Everybody’s heard it – the insistent, persistent voice of a small child asking “Why?”
They start with one question and then dig deeper and deeper – to your every best answer – there is another “Why?”, another “Why?” and yet another “Why?” Eventually the questions become impossible to answer and the line of questioning comes to an abrupt end, sometimes with a bit of frustration on the part of the adult.
But we really never stop wanting to know “Why?”, do we? As adults, it’s comforting to know that there is a reason for the things that happen. Without a sense of cause and effect we feel lost and out of control. More importantly, if we know why something happens, we know what not to do if we want to prevent that thing from happening.
So it’s challenging to live in a world where we can’t always know the “why” of things. And beekeeping is a prime example of such a world. There are a multitude of variables involved in the keeping of bees – weather, location, colony strength, queen fecundity, availability and quality of forage, temperature, pests and pesticides – just to name a few of the possibilities.
As a business owner, and even more, as a teacher in the top bar hive beekeeping world – it pains me when I am unable to give concise, scientific answers to the questions I am asked by students – answers that soothe and satisfy, instead of insisting that the student be brave, and to come along and learn to live in the uncertain world of nature and beekeeping.
Occasionally we get a little crazy in our search for the reasons why things happen with bees. This can lead to some interesting superstitions! At that point it’s a little like wearing your lucky t-shirt to help the Red Sox win! It makes us feel better – if it works.
But sometimes the answer is “It depends.” This is the answer to things like “How much honey does the average hive produce?” “Will my bees swarm in their first year?”
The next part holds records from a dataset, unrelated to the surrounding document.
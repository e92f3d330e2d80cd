// Copyright 2026 dictcache Project Authors
//
// Licensed under the Apache License, Version 2.0 (the "License");
// you may not use this file except in compliance with the License.
// You may obtain a copy of the License at
//
//     http://www.apache.org/licenses/LICENSE-2.0
//
// Unless required by applicable law or agreed to in writing, software
// distributed under the License is distributed on an "AS IS" BASIS,
// WITHOUT WARRANTIES OR CONDITIONS OF ANY KIND, either express or implied.
// See the License for the specific language governing permissions and
// limitations under the License.

//! Assertions on cache invariants that can outlive debug builds.
//!
//! The `strict_assertions` feature is checked in the crate that expands the macro, so every crate using them
//! declares its own `strict_assertions` feature and forwards it here.

/// Assert an invariant in debug builds, or in every build with the "strict_assertions" feature.
///
/// ```
/// # use dictcache_common::strict_assert;
/// let usage = 1;
/// strict_assert!(usage > 0, "element in use has no usage");
/// ```
#[macro_export]
macro_rules! strict_assert {
    ($($arg:tt)*) => {
        if cfg!(feature = "strict_assertions") {
            assert!($($arg)*);
        } else {
            debug_assert!($($arg)*);
        }
    };
}

/// Equality form of [`strict_assert!`].
#[macro_export]
macro_rules! strict_assert_eq {
    ($($arg:tt)*) => {
        if cfg!(feature = "strict_assertions") {
            assert_eq!($($arg)*);
        } else {
            debug_assert_eq!($($arg)*);
        }
    };
}
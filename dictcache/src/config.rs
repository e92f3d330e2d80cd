// Copyright 2026 dictcache Project Authors
//
// Licensed under the Apache License, Version 2.0 (the "License");
// you may not use this file except in compliance with the License.
// You may obtain a copy of the License at
//
//     http://www.apache.org/licenses/LICENSE-2.0
//
// Unless required by applicable law or agreed to in writing, software
// distributed under the License is distributed on an "AS IS" BASIS,
// WITHOUT WARRANTIES OR CONDITIONS OF ANY KIND, either express or implied.
// See the License for the specific language governing permissions and
// limitations under the License.

use std::{sync::Arc, time::Duration};

use dictcache_common::{
    error::{Error, ErrorKind, Result},
    event::EventListener,
    metrics::{model::Metrics, registry::noop::NoopMetricsRegistry, BoxedRegistry, RegistryOps},
};
use serde::{Deserialize, Serialize};

use crate::{element::Keyed, map::SharedMultiMap};

/// Configuration of a shared multi-map.
#[derive(Debug, Clone, PartialEq, Eq, Serialize, Deserialize)]
#[serde(default)]
pub struct CacheConfig {
    /// Name of the map, used in logs and as the metrics label.
    pub name: String,
    /// Maximum element count before unused elements are evicted.
    pub capacity: usize,
    /// Maximum count of detached element wrappers kept for reuse.
    pub pool_capacity: usize,
    /// Bound of a wait for a missed key loaded by another thread. Waits forever if not set.
    pub miss_wait_timeout: Option<Duration>,
}

impl Default for CacheConfig {
    fn default() -> Self {
        Self {
            name: "dictcache".to_string(),
            capacity: 1024,
            pool_capacity: 256,
            miss_wait_timeout: None,
        }
    }
}

impl CacheConfig {
    /// Check the configuration.
    pub fn validate(&self) -> Result<()> {
        if self.name.is_empty() {
            return Err(Error::new(ErrorKind::Config, "map name must not be empty"));
        }
        if self.miss_wait_timeout == Some(Duration::ZERO) {
            return Err(Error::new(ErrorKind::Config, "miss wait timeout must be positive").with_context("map", &self.name));
        }
        Ok(())
    }
}

/// Builder of [`SharedMultiMap`].
pub struct SharedMultiMapBuilder<T: Keyed> {
    config: CacheConfig,
    event_listener: Option<Arc<dyn EventListener<Object = T>>>,
    registry: BoxedRegistry,
}

impl<T: Keyed> SharedMultiMapBuilder<T> {
    /// Create a builder of a map with the given capacity and default configuration.
    pub fn new(capacity: usize) -> Self {
        Self::from_config(CacheConfig {
            capacity,
            ..Default::default()
        })
    }

    /// Create a builder from a configuration.
    pub fn from_config(config: CacheConfig) -> Self {
        Self {
            config,
            event_listener: None,
            registry: Box::new(NoopMetricsRegistry),
        }
    }

    /// Set the name of the map.
    pub fn with_name(mut self, name: impl Into<String>) -> Self {
        self.config.name = name.into();
        self
    }

    /// Set the capacity of the element wrapper pool.
    pub fn with_pool_capacity(mut self, pool_capacity: usize) -> Self {
        self.config.pool_capacity = pool_capacity;
        self
    }

    /// Bound the wait for a missed key loaded by another thread.
    pub fn with_miss_wait_timeout(mut self, timeout: Duration) -> Self {
        self.config.miss_wait_timeout = Some(timeout);
        self
    }

    /// Set the listener called, out of the map lock, for every object leaving the map.
    pub fn with_event_listener(mut self, event_listener: impl EventListener<Object = T>) -> Self {
        let event_listener: Arc<dyn EventListener<Object = T>> = Arc::new(event_listener);
        self.event_listener = Some(event_listener);
        self
    }

    /// Set the registry the map metrics are registered in.
    pub fn with_metrics_registry(mut self, registry: impl RegistryOps) -> Self {
        self.registry = Box::new(registry);
        self
    }

    /// Validate the configuration and build the map.
    pub fn build(self) -> Result<SharedMultiMap<T>> {
        self.config.validate()?;
        let metrics = Arc::new(Metrics::new(self.config.name.clone(), &*self.registry));
        Ok(SharedMultiMap::new(self.config, self.event_listener, metrics))
    }
}

#[cfg(test)]
mod tests {
    use super::*;
    use crate::test_utils::TestObject;

    #[test]
    fn test_config_defaults() {
        let config: CacheConfig = serde_json::from_str(r#"{"name": "tables", "capacity": 16}"#).unwrap();
        assert_eq!(config.name, "tables");
        assert_eq!(config.capacity, 16);
        assert_eq!(config.pool_capacity, 256);
        assert_eq!(config.miss_wait_timeout, None);

        let json = serde_json::to_string(&config).unwrap();
        assert_eq!(serde_json::from_str::<CacheConfig>(&json).unwrap(), config);
    }

    #[test]
    fn test_config_validate() {
        assert!(CacheConfig::default().validate().is_ok());

        let e = SharedMultiMapBuilder::<TestObject>::new(8)
            .with_miss_wait_timeout(Duration::ZERO)
            .build()
            .unwrap_err();
        assert_eq!(e.kind(), ErrorKind::Config);

        let e = SharedMultiMapBuilder::<TestObject>::new(8).with_name("").build().unwrap_err();
        assert_eq!(e.kind(), ErrorKind::Config);
    }

    #[test]
    fn test_builder() {
        let map = SharedMultiMapBuilder::<TestObject>::new(8)
            .with_name("schemas")
            .with_pool_capacity(2)
            .with_miss_wait_timeout(Duration::from_secs(1))
            .with_metrics_registry(NoopMetricsRegistry)
            .build()
            .unwrap();
        assert_eq!(map.name(), "schemas");
        assert_eq!(map.capacity(), 8);
    }
}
Then sometimes, the only answer is “I don’t know.” This is a hard one – both for the teacher to offer, and for the student to hear. It’s frequently the answer to “Why didn’t my bees thrive?” It’s especially frustrating to have two hives side by side, and to see one thrive and the other fail – and not be able to discern the why of that.
So one of the hardest lessons in beekeeping is learning that we can’t always know “Why?”. It’s knowing that, and still keeping bees anyway – for the love of the bees, for their pollination skills, and for their wonderful “nectar of the gods” that convinces me that the world is full of “thinking beekeepers” – caring, resourceful, thoughtful people – who will be the folks who help to shift the paradigm from industrial agriculture and its attendant beekeeping practices to S.O.L.D. farming – Small, Organic, Local, and Diverse.
Because that certainly looks to be the only sane direction in a world where you can’t always get the answer to “Why?”.